* [REQUIRED WORK]: Please give again, word for word, the lines that lie between the start of the listing below and the line with "adjusted with the", both included.

'''

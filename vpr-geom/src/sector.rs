//! Construction of view sectors from GPS positions and compass headings, and
//! the overlap (IoU) computations between them.

use crate::clip;
use alloc::vec::Vec;
use core::f64::consts::FRAC_PI_2;
use float_ord::FloatOrd;
use vpr_core::nalgebra::Point2;
use vpr_core::{Heading, Position, ViewSector};

/// How far out a camera is assumed to see, in meters.
pub const DEFAULT_VIEW_DISTANCE: f64 = 50.0;

/// The angular width of a camera's view wedge, in radians.
pub const DEFAULT_VIEW_ANGLE: f64 = FRAC_PI_2;

/// Contains the configuration parameters for building view sectors.
///
/// The defaults assume a street-level camera that sees roughly 50 meters out
/// with a 90 degree field of view. Both parameters can be adjusted with the
/// builder methods.
///
/// ```
/// use vpr_core::{Heading, Position};
/// use vpr_geom::sector::FieldOfView;
///
/// let fov = FieldOfView::new().view_distance(30.0);
/// let sector = fov.sector(Position::new(0.0, 0.0), Heading(0.0));
/// // Compass north points up the northing axis.
/// assert!(sector.edge1.y > 0.0 && sector.edge2.y > 0.0);
/// ```
#[derive(Debug, Copy, Clone, PartialEq)]
pub struct FieldOfView {
    /// Distance from the camera to the far corners of the wedge (meters).
    pub view_distance: f64,
    /// Angular width of the wedge (radians). Must be below π for the sector
    /// triangle to be simple.
    pub view_angle: f64,
}

impl Default for FieldOfView {
    fn default() -> Self {
        Self {
            view_distance: DEFAULT_VIEW_DISTANCE,
            view_angle: DEFAULT_VIEW_ANGLE,
        }
    }
}

impl FieldOfView {
    /// Creates a `FieldOfView` with default values.
    ///
    /// Same as calling [`Default::default`].
    pub fn new() -> Self {
        Default::default()
    }

    /// Set the view distance in meters.
    ///
    /// Default is `50.0`.
    #[must_use]
    pub fn view_distance(self, view_distance: f64) -> Self {
        Self {
            view_distance,
            ..self
        }
    }

    /// Set the view angle in radians.
    ///
    /// Default is `π/2`.
    #[must_use]
    pub fn view_angle(self, view_angle: f64) -> Self {
        Self { view_angle, ..self }
    }

    /// Builds the view sector of a camera at `position` pointing along
    /// `heading`.
    ///
    /// The two edge points sit at `heading ± view_angle / 2` (in cartesian
    /// angle space), `view_distance` away from the position. A non-positive
    /// view distance or view angle collapses the sector to zero area at the
    /// position instead of failing; such a sector has IoU 0 with everything.
    pub fn sector(&self, position: Position, heading: Heading) -> ViewSector {
        if self.view_distance <= 0.0 || self.view_angle <= 0.0 {
            return ViewSector {
                origin: position,
                edge1: position,
                edge2: position,
            };
        }
        let theta = heading.cartesian_radians();
        ViewSector {
            origin: position,
            edge1: position.offset(theta + self.view_angle / 2.0, self.view_distance),
            edge2: position.offset(theta - self.view_angle / 2.0, self.view_distance),
        }
    }

    /// Builds one sector per `(position, heading)` pair, preserving order.
    pub fn sectors(&self, points: impl IntoIterator<Item = (Position, Heading)>) -> Vec<ViewSector> {
        points
            .into_iter()
            .map(|(position, heading)| self.sector(position, heading))
            .collect()
    }
}

/// Intersection-over-union of two view sectors, in `[0, 1]`.
///
/// Returns 1 for identical sectors, 0 for disjoint ones, and 0 (never NaN or
/// an error) whenever either sector is degenerate. Symmetric in its arguments
/// up to floating point accumulation.
///
/// ```
/// use vpr_core::{Heading, Position};
/// use vpr_geom::sector::{iou, FieldOfView};
///
/// let fov = FieldOfView::new();
/// let a = fov.sector(Position::new(0.0, 0.0), Heading(45.0));
/// let b = fov.sector(Position::new(0.0, 0.0), Heading(45.0));
/// assert_eq!(iou(&a, &b), 1.0);
/// ```
pub fn iou(a: &ViewSector, b: &ViewSector) -> f64 {
    let pa = counter_clockwise(a.vertices());
    let pb = counter_clockwise(b.vertices());
    // All three areas go through the same shoelace so that clipping a sector
    // against itself divides two bit-identical values.
    let area_a = clip::area(&pa);
    let area_b = clip::area(&pb);
    let intersection = clip::area(&clip::intersection(&pa, &pb));
    let union = area_a + area_b - intersection;
    if union <= 0.0 {
        return 0.0;
    }
    (intersection / union).clamp(0.0, 1.0)
}

/// IoU of a query sector against each candidate, preserving order.
pub fn batch_ious(query: &ViewSector, candidates: &[ViewSector]) -> Vec<f64> {
    candidates
        .iter()
        .map(|candidate| iou(query, candidate))
        .collect()
}

/// Index and IoU of the candidate overlapping the query most, or `None` for an
/// empty candidate list.
pub fn best_overlap(query: &ViewSector, candidates: &[ViewSector]) -> Option<(usize, f64)> {
    batch_ious(query, candidates)
        .into_iter()
        .enumerate()
        .max_by_key(|&(_, overlap)| FloatOrd(overlap))
}

// The clipper requires counter-clockwise winding.
fn counter_clockwise(mut vertices: [Point2<f64>; 3]) -> [Point2<f64>; 3] {
    if clip::signed_area(&vertices) < 0.0 {
        vertices.swap(1, 2);
    }
    vertices
}

#[cfg(test)]
mod tests {
    use super::*;
    use rand::{Rng, SeedableRng};
    use rand_pcg::Pcg64;

    fn close(a: f64, b: f64) -> bool {
        let d = a - b;
        let d = if d < 0.0 { -d } else { d };
        d < 1e-9
    }

    #[test]
    fn identical_sectors_have_full_overlap() {
        let fov = FieldOfView::new();
        let a = fov.sector(Position::new(312.0, 7.5), Heading(123.0));
        let b = fov.sector(Position::new(312.0, 7.5), Heading(123.0));
        assert_eq!(iou(&a, &b), 1.0);
        assert_eq!(iou(&a, &a), 1.0);
    }

    #[test]
    fn distant_sectors_are_disjoint() {
        let fov = FieldOfView::new();
        let a = fov.sector(Position::new(0.0, 0.0), Heading(0.0));
        let b = fov.sector(Position::new(10_000.0, 0.0), Heading(0.0));
        assert_eq!(iou(&a, &b), 0.0);
    }

    #[test]
    fn opposed_headings_from_one_position_share_only_the_origin() {
        let fov = FieldOfView::new();
        let north = fov.sector(Position::new(0.0, 0.0), Heading(0.0));
        let south = fov.sector(Position::new(0.0, 0.0), Heading(180.0));
        // The wedges touch at the shared origin, which contributes no area.
        assert!(iou(&north, &south) < 1e-9);
    }

    #[test]
    fn partial_overlap_is_strictly_between_zero_and_one() {
        let fov = FieldOfView::new();
        let a = fov.sector(Position::new(0.0, 0.0), Heading(0.0));
        let b = fov.sector(Position::new(0.0, 0.0), Heading(45.0));
        let overlap = iou(&a, &b);
        assert!(overlap > 0.0 && overlap < 1.0);
    }

    #[test]
    fn degenerate_sectors_overlap_nothing() {
        let fov = FieldOfView::new();
        let real = fov.sector(Position::new(0.0, 0.0), Heading(0.0));
        let flat = fov
            .view_distance(0.0)
            .sector(Position::new(0.0, 0.0), Heading(0.0));
        assert!(flat.is_degenerate());
        assert_eq!(iou(&flat, &real), 0.0);
        assert_eq!(iou(&real, &flat), 0.0);
        assert_eq!(iou(&flat, &flat), 0.0);
        assert!(!iou(&flat, &real).is_nan());
    }

    #[test]
    fn randomized_pairs_stay_in_range_and_symmetric() {
        let mut rng = Pcg64::seed_from_u64(0x7eac);
        let fov = FieldOfView::new();
        for _ in 0..500 {
            let a = fov.sector(
                Position::new(rng.gen_range(-60.0..60.0), rng.gen_range(-60.0..60.0)),
                Heading(rng.gen_range(-360.0..720.0)),
            );
            let b = fov.sector(
                Position::new(rng.gen_range(-60.0..60.0), rng.gen_range(-60.0..60.0)),
                Heading(rng.gen_range(-360.0..720.0)),
            );
            let ab = iou(&a, &b);
            let ba = iou(&b, &a);
            assert!((0.0..=1.0).contains(&ab));
            assert!(close(ab, ba));
        }
    }

    #[test]
    fn sectors_preserves_input_order() {
        let fov = FieldOfView::new();
        let points = [
            (Position::new(0.0, 0.0), Heading(0.0)),
            (Position::new(5.0, 5.0), Heading(90.0)),
            (Position::new(-3.0, 8.0), Heading(270.0)),
        ];
        let sectors = fov.sectors(points);
        assert_eq!(sectors.len(), 3);
        for ((position, _), sector) in points.iter().zip(sectors.iter()) {
            assert_eq!(sector.origin, *position);
        }
    }

    #[test]
    fn best_overlap_picks_the_closest_candidate() {
        let fov = FieldOfView::new();
        let query = fov.sector(Position::new(0.0, 0.0), Heading(0.0));
        let candidates = [
            fov.sector(Position::new(500.0, 0.0), Heading(0.0)),
            fov.sector(Position::new(1.0, 1.0), Heading(5.0)),
            fov.sector(Position::new(40.0, 0.0), Heading(0.0)),
        ];
        let (index, overlap) = best_overlap(&query, &candidates).unwrap();
        assert_eq!(index, 1);
        assert!(overlap > 0.5);
        assert!(best_overlap(&query, &[]).is_none());
    }

    #[test]
    fn batch_ious_matches_pairwise_iou() {
        let fov = FieldOfView::new();
        let query = fov.sector(Position::new(0.0, 0.0), Heading(0.0));
        let candidates = [
            fov.sector(Position::new(0.0, 0.0), Heading(30.0)),
            fov.sector(Position::new(20.0, 0.0), Heading(0.0)),
        ];
        let all = batch_ious(&query, &candidates);
        assert_eq!(all.len(), 2);
        for (overlap, candidate) in all.iter().zip(candidates.iter()) {
            assert_eq!(*overlap, iou(&query, candidate));
        }
    }
}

'''

* [THE ANSWER]:
filename vpr-geom/src/sector.rs
//! Construction of view sectors from GPS positions and compass headings, and
//! the overlap (IoU) computations between them.

use crate::clip;
use alloc::vec::Vec;
use core::f64::consts::FRAC_PI_2;
use float_ord::FloatOrd;
use vpr_core::nalgebra::Point2;
use vpr_core::{Heading, Position, ViewSector};

/// How far out a camera is assumed to see, in meters.
pub const DEFAULT_VIEW_DISTANCE: f64 = 50.0;

/// The angular width of a camera's view wedge, in radians.
pub const DEFAULT_VIEW_ANGLE: f64 = FRAC_PI_2;

/// Contains the configuration parameters for building view sectors.
///
/// The defaults assume a street-level camera that sees roughly 50 meters out
/// with a 90 degree field of view. Both parameters can be adjusted with the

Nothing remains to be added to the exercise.